──────── Given data ────────

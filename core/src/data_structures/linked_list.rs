//! Singly linked list supporting head-to-tail traversal only
//!
//! Clone, comparison, formatting and drop all walk the chain with a loop,
//! so list length is never bounded by stack depth.

use std::fmt;

use crate::algorithm::traits::Position;

/// List node owning its successor
pub struct ListNode<T> {
    value: T,
    next: Option<Box<ListNode<T>>>,
}

impl<T> ListNode<T> {
    #[inline]
    pub fn value(&self) -> &T {
        &self.value
    }

    #[inline]
    pub fn next(&self) -> Option<&ListNode<T>> {
        self.next.as_deref()
    }
}

/// Shows the value and whether a successor exists, never the tail
impl<T: fmt::Debug> fmt::Debug for ListNode<T> {
    fn fmt(&self, f: &mut fmt::Formatter<'_>) -> fmt::Result {
        f.debug_struct("ListNode")
            .field("value", &self.value)
            .field("has_next", &self.next.is_some())
            .finish()
    }
}

/// Immutable singly linked list
pub struct SearchList<T> {
    head: Option<Box<ListNode<T>>>,
    len: usize,
}

impl<T> SearchList<T> {
    /// Links `values` in their given order
    pub fn new(values: Vec<T>) -> Self {
        let len = values.len();
        let head = values
            .into_iter()
            .rev()
            .fold(None, |next, value| Some(Box::new(ListNode { value, next })));
        Self { head, len }
    }

    #[inline]
    pub fn len(&self) -> usize {
        self.len
    }

    #[inline]
    pub fn is_empty(&self) -> bool {
        self.len == 0
    }

    #[inline]
    pub fn head(&self) -> Option<&ListNode<T>> {
        self.head.as_deref()
    }

    pub fn iter(&self) -> Iter<'_, T> {
        Iter { next: self.head() }
    }

    /// Elements head to tail paired with their offsets
    pub fn positions(&self) -> impl Iterator<Item = (Position, &T)> + '_ {
        self.iter()
            .enumerate()
            .map(|(offset, v)| (Position::Offset(offset), v))
    }

    pub fn to_vec(&self) -> Vec<T>
    where
        T: Clone,
    {
        self.iter().cloned().collect()
    }
}

impl<T: Clone> Clone for SearchList<T> {
    fn clone(&self) -> Self {
        Self::new(self.to_vec())
    }
}

impl<T: PartialEq> PartialEq for SearchList<T> {
    fn eq(&self, other: &Self) -> bool {
        self.len == other.len && self.iter().eq(other.iter())
    }
}

impl<T: Eq> Eq for SearchList<T> {}

impl<T: fmt::Debug> fmt::Debug for SearchList<T> {
    fn fmt(&self, f: &mut fmt::Formatter<'_>) -> fmt::Result {
        f.debug_list().entries(self.iter()).finish()
    }
}

impl<T> Drop for SearchList<T> {
    fn drop(&mut self) {
        let mut link = self.head.take();
        while let Some(mut node) = link {
            link = node.next.take();
        }
    }
}

/// Borrowing head-to-tail iterator
pub struct Iter<'a, T> {
    next: Option<&'a ListNode<T>>,
}

impl<'a, T> Iterator for Iter<'a, T> {
    type Item = &'a T;

    fn next(&mut self) -> Option<Self::Item> {
        self.next.map(|node| {
            self.next = node.next();
            &node.value
        })
    }
}

#[cfg(test)]
mod tests {
    use super::*;

    #[test]
    fn test_list_preserves_order() {
        let list = SearchList::new(vec![4, 2, 9, 1]);
        assert_eq!(list.len(), 4);
        assert_eq!(list.to_vec(), vec![4, 2, 9, 1]);
        assert_eq!(list.head().map(|n| *n.value()), Some(4));
        assert_eq!(list.head().and_then(|n| n.next()).map(|n| *n.value()), Some(2));
    }

    #[test]
    fn test_positions_are_offsets() {
        let list = SearchList::new(vec!['a', 'b']);
        let offsets: Vec<_> = list.positions().map(|(p, _)| p).collect();
        assert_eq!(offsets, vec![Position::Offset(0), Position::Offset(1)]);
    }

    #[test]
    fn test_long_list_drops_without_recursion() {
        let list = SearchList::new((0..200_000).collect());
        assert_eq!(list.len(), 200_000);
        drop(list);
    }

    #[test]
    fn test_long_list_clones_compares_and_formats() {
        let list: SearchList<u32> = SearchList::new((0..200_000).collect());
        let copy = list.clone();
        assert_eq!(copy.len(), 200_000);
        assert_eq!(copy, list);

        let formatted = format!("{:?}", copy);
        assert!(formatted.starts_with("[0, 1, 2"));
        assert!(formatted.ends_with("199999]"));

        assert_ne!(SearchList::new(vec![1, 2]), SearchList::new(vec![1, 3]));
        assert_ne!(SearchList::new(vec![1, 2]), SearchList::new(vec![1, 2, 3]));
        assert_eq!(format!("{:?}", SearchList::new(vec![7, 8])), "[7, 8]");
        assert_eq!(
            format!("{:?}", list.head().unwrap()),
            "ListNode { value: 0, has_next: true }"
        );
    }
}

────────

→ **Task requirements**
Please reproduce each entry above exactly as it reads.

→ **Written answer**
filename core/src/data_structures/linked_list.rs
//! Singly linked list supporting head-to-tail traversal only
//!
//! Clone, comparison, formatting and drop all walk the chain with a loop,
//! so list length is never bounded by stack depth.

use std::fmt;

use crate::algorithm::traits::Position;

/// List node owning its successor
pub struct ListNode<T> {
    value: T,
    next: Option<Box<ListNode<T>>>,
}

impl<T> ListNode<T> {
    #[inline]
    pub fn value(&self) -> &T {
        &self.value
    }

    #[inline]
    pub fn next(&self) -> Option<&ListNode<T>> {
        self.next.as_deref()
    }
}

/// Shows the value and whether a successor exists, never the tail
impl<T: fmt::Debug> fmt::Debug for ListNode<T> {
    fn fmt(&self, f: &mut fmt::Formatter<'_>) -> fmt::Result {
        f.debug_struct("ListNode")
            .field("value", &self.value)
            .field("has_next", &self.next.is_some())
            .finish()
    }
}

/// Immutable singly linked list
pub struct SearchList<T> {
    head: Option<Box<ListNode<T>>>,
    len: usize,
}

impl<T> SearchList<T> {
    /// Links `values` in their given order
    pub fn new(values: Vec<T>) -> Self {
        let len = values.len();
        let head = values
            .into_iter()
            .rev()
            .fold(None, |next, value| Some(Box::new(ListNode { value, next })));
        Self { head, len }
    }

    #[inline]
    pub fn len(&self) -> usize {
        self.len
    }

    #[inline]
    pub fn is_empty(&self) -> bool {
        self.len == 0
    }

    #[inline]
    pub fn head(&self) -> Option<&ListNode<T>> {
        self.head.as_deref()
    }

    pub fn iter(&self) -> Iter<'_, T> {
        Iter { next: self.head() }
    }

    /// Elements head to tail paired with their offsets
    pub fn positions(&self) -> impl Iterator<Item = (Position, &T)> + '_ {
        self.iter()
            .enumerate()
            .map(|(offset, v)| (Position::Offset(offset), v))
    }

    pub fn to_vec(&self) -> Vec<T>
    where
        T: Clone,
    {
        self.iter().cloned().collect()
    }
}

impl<T: Clone> Clone for SearchList<T> {
    fn clone(&self) -> Self {
        Self::new(self.to_vec())
    }
}

impl<T: PartialEq> PartialEq for SearchList<T> {
    fn eq(&self, other: &Self) -> bool {
        self.len == other.len && self.iter().eq(other.iter())
    }
}

impl<T: Eq> Eq for SearchList<T> {}

impl<T: fmt::Debug> fmt::Debug for SearchList<T> {
    fn fmt(&self, f: &mut fmt::Formatter<'_>) -> fmt::Result {
        f.debug_list().entries(self.iter()).finish()
    }
}

impl<T> Drop for SearchList<T> {
    fn drop(&mut self) {
        let mut link = self.head.take();
        while let Some(mut node) = link {
            link = node.next.take();
        }
    }
}

/// Borrowing head-to-tail iterator
pub struct Iter<'a, T> {
    next: Option<&'a ListNode<T>>,
}

impl<'a, T> Iterator for Iter<'a, T> {
    type Item = &'a T;

    fn next(&mut self) -> Option<Self::Item> {
        self.next.map(|node| {
            self.next = node.next();
            &node.value
        })
    }
}

#[cfg(test)]
mod tests {
    use super::*;

    #[test]
    fn test_list_preserves_order() {
        let list = SearchList::new(vec![4, 2, 9, 1]);
        assert_eq!(list.len(), 4);
        assert_eq!(list.to_vec(), vec![4, 2, 9, 1]);
        assert_eq!(list.head().map(|n| *n.value()), Some(4));
        assert_eq!(list.head().and_then(|n| n.next()).map(|n| *n.value()), Some(2));
    }

    #[test]
    fn test_positions_are_offsets() {
        let list = SearchList::new(vec!['a', 'b']);
        let offsets: Vec<_> = list.positions().map(|(p, _)| p).collect();
        assert_eq!(offsets, vec![Position::Offset(0), Position::Offset(1)]);
    }

    #[test]
    fn test_long_list_drops_without_recursion() {
        let list = SearchList::new((0..200_000).collect());
        assert_eq!(list.len(), 200_000);
        drop(list);
    }

    #[test]
    fn test_long_list_clones_compares_and_formats() {
        let list: SearchList<u32> = SearchList::new((0..200_000).collect());
        let copy = list.clone();
        assert_eq!(copy.len(), 200_000);
        assert_eq!(copy, list);

        let formatted = format!("{:?}", copy);
        assert!(formatted.starts_with("[0, 1, 2"));
        assert!(formatted.ends_with("199999]"));

        assert_ne!(SearchList::new(vec![1, 2]), SearchList::new(vec![1, 3]));
        assert_ne!(SearchList::new(vec![1, 2]), SearchList::new(vec![1, 2, 3]));
        assert_eq!(format!("{:?}", SearchList::new(vec![7, 8])), "[7, 8]");
        assert_eq!(
            format!("{:?}", list.head().unwrap()),
            "ListNode { value: 0, has_next: true }"
        );
    }
}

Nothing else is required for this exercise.